Polynomial functions, like the function given in the exercise, are a classic example of continuous functions. They do not have any breaks, jumps, or points of discontinuity – you can draw them without lifting your pencil from the paper. This property of polynomials is extremely useful when applying concepts like the Intermediate Value Theorem, as it guarantees the function will not 'jump' over any values between any two points on the graph.

Polynomial functions are algebraic expressions that involve only non-negative integer powers of the variable. For example, the function in the exercise, f(x) = x^3 + x + 1, is a third-degree polynomial, because the highest exponent on x is three.
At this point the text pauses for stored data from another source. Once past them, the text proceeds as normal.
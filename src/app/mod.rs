pub mod config;
pub mod driver;
pub mod initialization;
pub mod logging_system;

pub use config::{Config, ConfigError, TracingLevel};
pub use driver::{DEMO_MESSAGES, run_demo, run_demo_to};
pub use initialization::{DirectiveError, FallbackStrategy, InitializationError, LogDirective};
pub use logging_system::{LoggingSystem, setup_logging_safe};

use crate::chain::{Dispatch, LogChain};
use std::io::Write;
use std::process;
use tracing::{error, info};

pub struct App {
    config: Config,
    chain: LogChain,
}

impl App {
    pub fn from_args<I, T>(args: I) -> Result<Self, Box<dyn std::error::Error + Send + Sync>>
    where
        I: IntoIterator<Item = T>,
        T: Into<std::ffi::OsString> + Clone,
    {
        let config = Config::from_args(args)?;
        Self::from_config(config)
    }

    pub fn from_config(config: Config) -> Result<Self, Box<dyn std::error::Error + Send + Sync>> {
        let final_config = config.resolve()?;

        setup_logging_safe(&final_config)?;

        info!("Starting log-chain v{}", crate::VERSION);
        info!(
            "Configuration: chain_order={:?}, log_level={:?}",
            final_config.chain_order, final_config.log_level
        );

        let chain = LogChain::from_order(&final_config.chain_order);

        Ok(Self {
            config: final_config,
            chain,
        })
    }

    pub fn config(&self) -> &Config {
        &self.config
    }

    pub fn chain(&self) -> &LogChain {
        &self.chain
    }

    /// Runs the demonstration scenario against `out`.
    pub fn run_to<W: Write + ?Sized>(
        &self,
        out: &mut W,
    ) -> Result<Vec<Dispatch>, Box<dyn std::error::Error + Send + Sync>> {
        let outcomes = run_demo_to(&self.chain, out)?;
        out.flush()?;
        Ok(outcomes)
    }

    /// Runs the demonstration scenario against process stdout.
    pub fn run(&self) -> Result<Vec<Dispatch>, Box<dyn std::error::Error + Send + Sync>> {
        Ok(run_demo(&self.chain)?)
    }
}

// Main entry point for the application
pub fn main() -> Result<(), Box<dyn std::error::Error + Send + Sync>> {
    let app = match App::from_args(std::env::args_os()) {
        Ok(app) => app,
        Err(e) => {
            // --help and --version arrive as clap errors that print to stdout.
            if let Some(ConfigError::Cli(cli)) = e.downcast_ref::<ConfigError>()
                && !cli.use_stderr()
            {
                cli.print()?;
                return Ok(());
            }
            eprintln!("Configuration error: {e}");
            process::exit(1);
        }
    };

    if let Err(e) = app.run() {
        error!("Application error: {}", e);
        process::exit(1);
    }

    Ok(())
}
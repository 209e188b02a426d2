use log_chain::app;

fn main() -> Result<(), Box<dyn std::error::Error + Send + Sync>> {
    app::main()
}
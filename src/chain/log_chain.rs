use super::{DebugLogProcessor, ErrorLogProcessor, InfoLogProcessor, LogProcessor, processor_for};
use crate::domain::{ChainError, LogMessage, Severity};
use std::fmt;
use std::io::{self, Write};

/// Outcome of a single `log` call.
#[derive(Debug, Clone, Copy, PartialEq, Eq)]
pub enum Dispatch {
    /// A processor with this identity consumed the message.
    Handled(Severity),
    /// The message ran off the end of the chain.
    Dropped,
}

impl Dispatch {
    pub fn is_handled(&self) -> bool {
        matches!(self, Dispatch::Handled(_))
    }
}

/// Ordered, immutable chain of processors.
///
/// The head is tried first. Order is fixed once the chain is built; `wrap`
/// consumes the chain and returns a new one with a new head.
pub struct LogChain {
    processors: Vec<Box<dyn LogProcessor>>,
}

impl LogChain {
    /// Start a head-first builder.
    pub fn builder() -> LogChainBuilder {
        LogChainBuilder::new()
    }

    /// A chain with no processors. Every message is dropped.
    pub fn empty() -> Self {
        Self {
            processors: Vec::new(),
        }
    }

    /// Info -> Debug -> Error.
    pub fn standard() -> Self {
        Self::builder()
            .link(InfoLogProcessor)
            .link(DebugLogProcessor)
            .link(ErrorLogProcessor)
            .build()
    }

    /// Builds a chain from severities listed head-first.
    pub fn from_order(order: &[Severity]) -> Self {
        order
            .iter()
            .fold(Self::builder(), |builder, severity| {
                builder.link_boxed(processor_for(*severity))
            })
            .build()
    }

    /// Puts `processor` in front of the current head.
    ///
    /// Composing innermost first, `LogChain::empty().wrap(Error).wrap(Debug).wrap(Info)`
    /// yields the same chain as `LogChain::standard()`.
    pub fn wrap<P: LogProcessor + 'static>(mut self, processor: P) -> Self {
        self.processors.insert(0, Box::new(processor));
        self
    }

    pub fn len(&self) -> usize {
        self.processors.len()
    }

    pub fn is_empty(&self) -> bool {
        self.processors.is_empty()
    }

    /// Processor identities, head first.
    pub fn order(&self) -> Vec<Severity> {
        self.processors.iter().map(|p| p.severity()).collect()
    }

    /// Position of the processor that would consume `severity`, if any.
    pub fn handler_for(&self, severity: Severity) -> Option<usize> {
        self.processors.iter().position(|p| p.handles(severity))
    }

    /// Walks the chain for `message`, writing at most one line to `out`.
    pub fn dispatch<W: Write + ?Sized>(
        &self,
        out: &mut W,
        message: LogMessage<'_>,
    ) -> Result<Dispatch, ChainError> {
        for (position, processor) in self.processors.iter().enumerate() {
            if processor.handles(message.severity) {
                writeln!(out, "{}", processor.format_line(message.text))?;
                tracing::trace!(
                    severity = %message.severity,
                    position = position,
                    "Message handled"
                );
                return Ok(Dispatch::Handled(processor.severity()));
            }
            tracing::trace!(
                severity = %message.severity,
                position = position,
                "Forwarding to next processor"
            );
        }

        tracing::trace!(severity = %message.severity, "Message fell through chain");
        Ok(Dispatch::Dropped)
    }

    pub fn log_to<W: Write + ?Sized>(
        &self,
        out: &mut W,
        severity: Severity,
        text: &str,
    ) -> Result<Dispatch, ChainError> {
        self.dispatch(out, LogMessage::new(severity, text))
    }

    /// Dispatches an untyped severity code. Undefined codes are dropped
    /// silently, exactly as a severity with no processor in the chain would be.
    pub fn log_code_to<W: Write + ?Sized>(
        &self,
        out: &mut W,
        code: i32,
        text: &str,
    ) -> Result<Dispatch, ChainError> {
        match Severity::from_code(code) {
            Some(severity) => self.log_to(out, severity, text),
            None => {
                tracing::trace!(code = code, "Undefined severity code dropped");
                Ok(Dispatch::Dropped)
            }
        }
    }

    /// Dispatches to process stdout, flushing after the call.
    pub fn log(&self, severity: Severity, text: &str) -> Result<Dispatch, ChainError> {
        let stdout = io::stdout();
        let mut out = stdout.lock();
        let dispatch = self.log_to(&mut out, severity, text)?;
        out.flush()?;
        Ok(dispatch)
    }

    pub fn log_code(&self, code: i32, text: &str) -> Result<Dispatch, ChainError> {
        let stdout = io::stdout();
        let mut out = stdout.lock();
        let dispatch = self.log_code_to(&mut out, code, text)?;
        out.flush()?;
        Ok(dispatch)
    }
}

impl Default for LogChain {
    fn default() -> Self {
        Self::standard()
    }
}

impl fmt::Debug for LogChain {
    fn fmt(&self, f: &mut fmt::Formatter<'_>) -> fmt::Result {
        f.debug_struct("LogChain")
            .field("order", &self.order())
            .finish()
    }
}

/// Head-first builder: each `link` appends a processor toward the terminator.
#[derive(Default)]
pub struct LogChainBuilder {
    processors: Vec<Box<dyn LogProcessor>>,
}

impl LogChainBuilder {
    pub fn new() -> Self {
        Self::default()
    }

    pub fn link<P: LogProcessor + 'static>(self, processor: P) -> Self {
        self.link_boxed(Box::new(processor))
    }

    pub fn link_boxed(mut self, processor: Box<dyn LogProcessor>) -> Self {
        self.processors.push(processor);
        self
    }

    pub fn build(self) -> LogChain {
        let chain = LogChain {
            processors: self.processors,
        };
        tracing::debug!(order = ?chain.order(), "Built log chain");
        chain
    }
}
Polynomials are particularly nice to work with because they have a number of well-understood properties:

• They are continuous and differentiable everywhere, which means they have no sudden changes in direction or breaks.
• The degree of the polynomial tells us the maximum number of zeros or roots the function can have.
• They are made up of 'simpler' functions (power functions) which combine to form the overall behavior of the polynomial.

Understanding these properties allows us to analyze the behavior of polynomial functions and predict where the function will cross the x-axis, which corresponds to finding the zeros of the function.

Finding the zeros of a function involves locating the x-values at which the function equals zero. In other words, it's where the curve of the function crosses the x-axis on a graph. Zeros are important because they provide critical information about a function’s behavior and are used in solving equations.

The Intermediate Value Theorem, or IVT, comes in handy especially with continuous functions like polynomials. The IVT states that if a function is continuous on a closed interval [a, b] and takes on different signs at those endpoints, then it must cross over zero at least once within that interval. The theorem essentially guarantees the existence of at least one zero without having to find its exact value.

In our example exercise, we demonstrated this concept by calculating the values of f(x) at x = -1 and x = 0, finding that the function changed from negative to positive, thereby confirming via the IVT that there must indeed be a zero between these two points.